For independent advisors, I think most of us are transparent about our fees and how we get paid. But in the captive world, it’s still opaque. I’d mention some names here but it might portend that I have an axe to grind. And truly, I don’t. Not today at least. One look at some statements and it looks like clients pay nothing for the investment products they have bought. Please believe me when I tell you that this is never true.

As a parent, I loathe using superlatives. I tell my kids, “Never, ever, and always commit you to being wrong.” Sometimes they listen. Sometimes they double down and say, “But it’s true! He always gets his way!”

Back to the part about never true.

It’s never true that a client pays zero, zilch, nada for an investment. If they can’t find how much it costs, most likely the cost is built-in or charged in such a way that it is hard to see it. I’ll go over this later.

When you take the cost to invest and add it to biases regarding talking about money, it may feel inappropriate to ask a financial advisor how they get paid—let alone, how much do you get paid?

Our view on this is, if you are paying us for advice or buying a product that generates a commission, you should know how much we are paid and by whom.

In our space, as an independent financial planning and investment management business, there are 2 types of what we call business fee models. One is RIA or fee-only and the other is hybrid.

RIA stands for Registered Investment Advisor and those advisors and firms are registered directly with the SEC, the Securities and Exchange Commission, or individual states—it depends on the amount of money they manage. These advisors hold a Series 66 license or a Series 63 and Series 65. For more detailed info, read this article. Their revenue generation is called fee-based only. They charge a fee for assets under management or assets under advisement. The client pays this fee based on a percentage of the assets (e.g. money) invested. They advise their clients on how to invest the money and execute the actual investment transactions (buying and selling of investment products). These advisors do not sell commission generating products or manage commission generating accounts.

The second is a hybrid model. These businesses and advisors are dually registered with the SEC and FINRA. FINRA, or the Financial Industry Regulatory Authority, is an additional regulatory organization. The licenses these advisors hold can vary, but typically it is a combination of a Series 7 and 66, or a Series 7 plus a Series 63 and 65. In addition, they usually have a Life Insurance License. Their revenue generation is fee-based (paid by the client) and commissions (paid by the carrier).

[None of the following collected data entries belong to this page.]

//! # System Integration
//!
//! Everything that touches the OS outside the two DeskPulse trees lives
//! behind the `SystemOps` trait: launch shortcuts, auto-start registration,
//! and the uninstall confirmation prompt. This keeps the lifecycle logic
//! testable with `MockSystem` - no test ever writes a real Start Menu entry
//! or waits on a terminal.
//!
//! Shortcut and auto-start failures are surfaced as warnings by the callers,
//! never as install failures: a missing desktop icon is an annoyance, a
//! half-installed program directory is not.

use std::io::IsTerminal;
use std::path::{Path, PathBuf};

use anyhow::{Context, Result, bail};

#[cfg(not(windows))]
use std::fs;

/// Where a launch shortcut goes.
#[derive(Debug, Clone, Copy, PartialEq, Eq)]
pub enum ShortcutLocation {
    StartMenu,
    Desktop,
}

/// Abstraction over the host OS surfaces the installer touches.
pub trait SystemOps {
    /// Creates (or overwrites) a launch shortcut, returning its path.
    fn create_shortcut(
        &self,
        location: ShortcutLocation,
        name: &str,
        target: &Path,
    ) -> Result<PathBuf>;

    /// Removes a shortcut if present. Returns whether one existed.
    fn remove_shortcut(&self, location: ShortcutLocation, name: &str) -> Result<bool>;

    /// Registers the app to start at login.
    fn register_autostart(&self, name: &str, target: &Path) -> Result<()>;

    /// Removes the auto-start registration if present. Returns whether one existed.
    fn unregister_autostart(&self, name: &str) -> Result<bool>;

    /// Whether a human is attached to stdin (gates the uninstall prompt).
    fn is_interactive(&self) -> bool;

    /// Asks a yes/no question. Only called when `is_interactive()` is true.
    fn confirm(&self, prompt: &str) -> Result<bool>;
}

/// The real host implementation (Production).
pub struct HostSystem;

impl SystemOps for HostSystem {
    fn create_shortcut(
        &self,
        location: ShortcutLocation,
        name: &str,
        target: &Path,
    ) -> Result<PathBuf> {
        if name.is_empty() {
            bail!("shortcut name is empty");
        }
        let dir = shortcut_dir(location)?;
        std::fs::create_dir_all(&dir).with_context(|| format!("create {}", dir.display()))?;
        write_shortcut(&dir, name, target)
    }

    fn remove_shortcut(&self, location: ShortcutLocation, name: &str) -> Result<bool> {
        if name.is_empty() {
            bail!("shortcut name is empty");
        }
        let path = shortcut_dir(location)?.join(shortcut_file_name(name));
        if !path.exists() {
            return Ok(false);
        }
        std::fs::remove_file(&path).with_context(|| format!("remove {}", path.display()))?;
        Ok(true)
    }

    #[cfg(windows)]
    fn register_autostart(&self, name: &str, target: &Path) -> Result<()> {
        let key = windows_registry::CURRENT_USER
            .create(RUN_KEY)
            .context("open HKCU Run key")?;
        key.set_string(name, &format!("\"{}\"", target.display()))
            .context("write HKCU Run value")?;
        Ok(())
    }

    #[cfg(not(windows))]
    fn register_autostart(&self, name: &str, target: &Path) -> Result<()> {
        let dir = autostart_dir()?;
        fs::create_dir_all(&dir).with_context(|| format!("create {}", dir.display()))?;
        write_desktop_entry(&dir.join(format!("{name}.desktop")), name, target)?;
        Ok(())
    }

    #[cfg(windows)]
    fn unregister_autostart(&self, name: &str) -> Result<bool> {
        let key = windows_registry::CURRENT_USER
            .create(RUN_KEY)
            .context("open HKCU Run key")?;
        if key.get_string(name).is_err() {
            return Ok(false);
        }
        key.remove_value(name).context("remove HKCU Run value")?;
        Ok(true)
    }

    #[cfg(not(windows))]
    fn unregister_autostart(&self, name: &str) -> Result<bool> {
        let path = autostart_dir()?.join(format!("{name}.desktop"));
        if !path.exists() {
            return Ok(false);
        }
        fs::remove_file(&path).with_context(|| format!("remove {}", path.display()))?;
        Ok(true)
    }

    fn is_interactive(&self) -> bool {
        std::io::stdin().is_terminal()
    }

    fn confirm(&self, prompt: &str) -> Result<bool> {
        let answer = dialoguer::Confirm::new()
            .with_prompt(prompt)
            .default(false)
            .interact()
            .context("read confirmation")?;
        Ok(answer)
    }
}

#[cfg(windows)]
const RUN_KEY: &str = r"Software\Microsoft\Windows\CurrentVersion\Run";

fn shortcut_file_name(name: &str) -> String {
    if cfg!(windows) {
        format!("{name}.lnk")
    } else {
        format!("{name}.desktop")
    }
}

#[cfg(windows)]
fn shortcut_dir(location: ShortcutLocation) -> Result<PathBuf> {
    match location {
        ShortcutLocation::StartMenu => {
            let appdata = std::env::var("APPDATA").context("APPDATA not set")?;
            Ok(PathBuf::from(appdata)
                .join("Microsoft")
                .join("Windows")
                .join("Start Menu")
                .join("Programs"))
        }
        ShortcutLocation::Desktop => {
            let dirs = directories::UserDirs::new().context("could not determine user directories")?;
            let desktop = dirs.desktop_dir().context("no desktop directory")?;
            Ok(desktop.to_path_buf())
        }
    }
}

#[cfg(not(windows))]
fn shortcut_dir(location: ShortcutLocation) -> Result<PathBuf> {
    match location {
        ShortcutLocation::StartMenu => {
            let dirs = directories::BaseDirs::new().context("could not determine user directories")?;
            Ok(dirs.data_dir().join("applications"))
        }
        ShortcutLocation::Desktop => {
            let dirs = directories::UserDirs::new().context("could not determine user directories")?;
            match dirs.desktop_dir() {
                Some(d) => Ok(d.to_path_buf()),
                None => Ok(dirs.home_dir().join("Desktop")),
            }
        }
    }
}

/// Windows shortcuts are real `.lnk` files, created through the WScript.Shell
/// COM object via PowerShell - the one reliable way to do it without pulling
/// in a COM binding.
#[cfg(windows)]
fn write_shortcut(dir: &Path, name: &str, target: &Path) -> Result<PathBuf> {
    use std::process::Command;

    let lnk_path = dir.join(shortcut_file_name(name));
    let lnk = ps_quote(&lnk_path.display().to_string());
    let tgt = ps_quote(&target.display().to_string());
    let script = format!(
        "$WshShell = New-Object -ComObject WScript.Shell; \
         $Shortcut = $WshShell.CreateShortcut({lnk}); \
         $Shortcut.TargetPath = {tgt}; \
         $Shortcut.Save();"
    );

    let status = Command::new("powershell")
        .arg("-NoProfile")
        .arg("-Command")
        .arg(script)
        .status()
        .context("run powershell")?;
    if !status.success() {
        bail!("failed to create shortcut (exit {:?})", status.code());
    }
    Ok(lnk_path)
}

#[cfg(not(windows))]
fn write_shortcut(dir: &Path, name: &str, target: &Path) -> Result<PathBuf> {
    let path = dir.join(shortcut_file_name(name));
    write_desktop_entry(&path, name, target)?;
    Ok(path)
}

#[cfg(not(windows))]
fn write_desktop_entry(path: &Path, name: &str, target: &Path) -> Result<()> {
    let contents = format!(
        "[Desktop Entry]\nType=Application\nName={name}\nExec=\"{}\"\nTerminal=false\n",
        target.display()
    );
    fs::write(path, contents).with_context(|| format!("write {}", path.display()))?;
    Ok(())
}

#[cfg(not(windows))]
fn autostart_dir() -> Result<PathBuf> {
    let dirs = directories::BaseDirs::new().context("could not determine user directories")?;
    Ok(dirs.config_dir().join("autostart"))
}

#[cfg(windows)]
fn ps_quote(value: &str) -> String {
    let escaped = value.replace('\'', "''");
    format!("'{}'", escaped)
}

/// A Mock System for Testing.
#[cfg(test)]
#[derive(Debug, Default)]
pub struct MockSystem {
    pub shortcuts: std::sync::Mutex<Vec<(ShortcutLocation, String, PathBuf)>>,
    pub autostart: std::sync::Mutex<std::collections::HashMap<String, PathBuf>>,
    pub autostart_unregisters: std::sync::Mutex<u32>,
    pub prompts: std::sync::Mutex<Vec<String>>,
    pub interactive: bool,
    pub confirm_answer: bool,
}

#[cfg(test)]
impl MockSystem {
    pub fn interactive(answer: bool) -> Self {
        MockSystem {
            interactive: true,
            confirm_answer: answer,
            ..Default::default()
        }
    }

    pub fn shortcut_names(&self) -> Vec<String> {
        self.shortcuts
            .lock()
            .unwrap()
            .iter()
            .map(|(_, name, _)| name.clone())
            .collect()
    }
}

#[cfg(test)]
impl SystemOps for MockSystem {
    fn create_shortcut(
        &self,
        location: ShortcutLocation,
        name: &str,
        target: &Path,
    ) -> Result<PathBuf> {
        if name.is_empty() {
            bail!("shortcut name is empty");
        }
        let mut shortcuts = self.shortcuts.lock().unwrap();
        shortcuts.retain(|(loc, n, _)| !(*loc == location && n == name));
        shortcuts.push((location, name.to_string(), target.to_path_buf()));
        Ok(PathBuf::from(format!("mock://{name}")))
    }

    fn remove_shortcut(&self, location: ShortcutLocation, name: &str) -> Result<bool> {
        let mut shortcuts = self.shortcuts.lock().unwrap();
        let before = shortcuts.len();
        shortcuts.retain(|(loc, n, _)| !(*loc == location && n == name));
        Ok(shortcuts.len() != before)
    }

    fn register_autostart(&self, name: &str, target: &Path) -> Result<()> {
        self.autostart
            .lock()
            .unwrap()
            .insert(name.to_string(), target.to_path_buf());
        Ok(())
    }

    fn unregister_autostart(&self, name: &str) -> Result<bool> {
        *self.autostart_unregisters.lock().unwrap() += 1;
        Ok(self.autostart.lock().unwrap().remove(name).is_some())
    }

    fn is_interactive(&self) -> bool {
        self.interactive
    }

    fn confirm(&self, prompt: &str) -> Result<bool> {
        self.prompts.lock().unwrap().push(prompt.to_string());
        Ok(self.confirm_answer)
    }
}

We fall under the hybrid model. Like an RIA, we charge a percentage fee for assets under management and we sell products that generate commissions and manage accounts that generate commissions. The fees plus commissions is the hybrid model.

To go into a little more detail about how we make our money, I’m going to flesh out our services below. We have 3 distinct services we offer.

1. Financial Planning Fee
Since this is our main focus, we charge a flat yearly retainer for financial planning. This requires a Series 66 or a Series 63 and Series 65. Financial planning is a separate set of skills and it brings a holistic and much more time-intensive planning into the process. Currently, the annual fee is based on complexity and comprehensiveness of the planning process. The retainer fee is anywhere from $1,200 to $7,500 per year. We bill this fee either monthly or as a one-time charge. It is renewed every year.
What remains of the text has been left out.